## ASSIGNED TASK:
Below are records; count the lines that hold the string "struct" and give only the count.
++++++
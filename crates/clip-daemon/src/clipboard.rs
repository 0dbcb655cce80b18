//! Clipboard sink: the only task that writes the system clipboard.
//!
//! Dispatchers push resolved URLs into a capacity-1 queue; the sink drains
//! it one entry at a time.  The queue closes once every sender (reconciler
//! and dispatchers) is gone, which the lifecycle only allows after those
//! tasks observed cancellation.

use std::sync::Arc;

use tokio::sync::mpsc;
use tokio_util::sync::CancellationToken;
use tracing::{debug, error, trace};

use crate::capability::ClipboardWriter;
use crate::error::ClipboardError;

pub type ClipboardSender = mpsc::Sender<String>;
pub type ClipboardReceiver = mpsc::Receiver<String>;

pub fn clipboard_queue() -> (ClipboardSender, ClipboardReceiver) {
    mpsc::channel(1)
}

pub struct ClipboardSink {
    writer: Arc<dyn ClipboardWriter>,
}

impl ClipboardSink {
    pub fn new(writer: Arc<dyn ClipboardWriter>) -> Self {
        Self { writer }
    }

    pub async fn run(self, mut rx: ClipboardReceiver, cancel: CancellationToken) {
        loop {
            tokio::select! {
                _ = cancel.cancelled() => {
                    debug!("received cancel: clipboard sink");
                    break;
                }
                link = rx.recv() => match link {
                    Some(link) => self.write(link).await,
                    None => {
                        debug!("clipboard queue closed");
                        return;
                    }
                }
            }
        }

        // Dispatchers still mid-click may hold a sender; keep writing until
        // the last one is dropped.
        let mut flushed = 0usize;
        while let Some(link) = rx.recv().await {
            self.write(link).await;
            flushed += 1;
        }
        if flushed > 0 {
            debug!("flushed {} clipboard write(s) after cancel", flushed);
        }
        debug!("clipboard queue closed");
    }

    async fn write(&self, link: String) {
        trace!("setting [{}] to clipboard", link);
        let writer = Arc::clone(&self.writer);
        let res = tokio::task::spawn_blocking(move || writer.write(&link))
            .await
            .map_err(ClipboardError::from)
            .and_then(|r| r);
        if let Err(e) = res {
            error!("{}", e);
        }
    }
}

/// The OS clipboard through `arboard`.
#[derive(Debug, Default)]
pub struct SystemClipboard;

impl SystemClipboard {
    pub fn new() -> Self {
        Self
    }
}

impl ClipboardWriter for SystemClipboard {
    fn write(&self, text: &str) -> Result<(), ClipboardError> {
        arboard::Clipboard::new()
            .and_then(|mut cb| cb.set_text(text.to_string()))
            .map_err(|e| ClipboardError::Backend(e.to_string()))
    }
}

#[cfg(test)]
mod tests {
    use super::*;
    use std::sync::Mutex;
    use std::time::Duration;

    #[derive(Default)]
    struct Recording {
        writes: Mutex<Vec<String>>,
        fail_first: Mutex<bool>,
    }

    impl ClipboardWriter for Recording {
        fn write(&self, text: &str) -> Result<(), ClipboardError> {
            let mut fail = self.fail_first.lock().unwrap();
            if *fail {
                *fail = false;
                return Err(ClipboardError::Backend("no display".into()));
            }
            self.writes.lock().unwrap().push(text.to_string());
            Ok(())
        }
    }

    #[tokio::test]
    async fn test_sink_writes_in_order_and_survives_failures() {
        let writer = Arc::new(Recording::default());
        *writer.fail_first.lock().unwrap() = true;
        let (tx, rx) = clipboard_queue();
        let cancel = CancellationToken::new();
        let handle = tokio::spawn(ClipboardSink::new(writer.clone()).run(rx, cancel.clone()));

        tx.send("first".into()).await.unwrap();
        tx.send("second".into()).await.unwrap();
        tx.send("third".into()).await.unwrap();
        drop(tx);

        tokio::time::timeout(Duration::from_secs(2), handle)
            .await
            .unwrap()
            .unwrap();
        assert_eq!(*writer.writes.lock().unwrap(), vec!["second", "third"]);
    }

    #[tokio::test]
    async fn test_sink_outlives_cancel_until_last_sender_drops() {
        let writer = Arc::new(Recording::default());
        let (tx, rx) = clipboard_queue();
        let cancel = CancellationToken::new();
        let mut handle = tokio::spawn(ClipboardSink::new(writer.clone()).run(rx, cancel.clone()));

        cancel.cancel();
        assert!(tokio::time::timeout(Duration::from_millis(100), &mut handle)
            .await
            .is_err());

        // A dispatcher that has not yet seen the cancel can still hand off.
        tx.send("late".into()).await.unwrap();
        drop(tx);
        tokio::time::timeout(Duration::from_secs(2), handle)
            .await
            .unwrap()
            .unwrap();
        assert_eq!(*writer.writes.lock().unwrap(), vec!["late"]);
    }
}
++++++
## WRITTEN SOLUTION:
3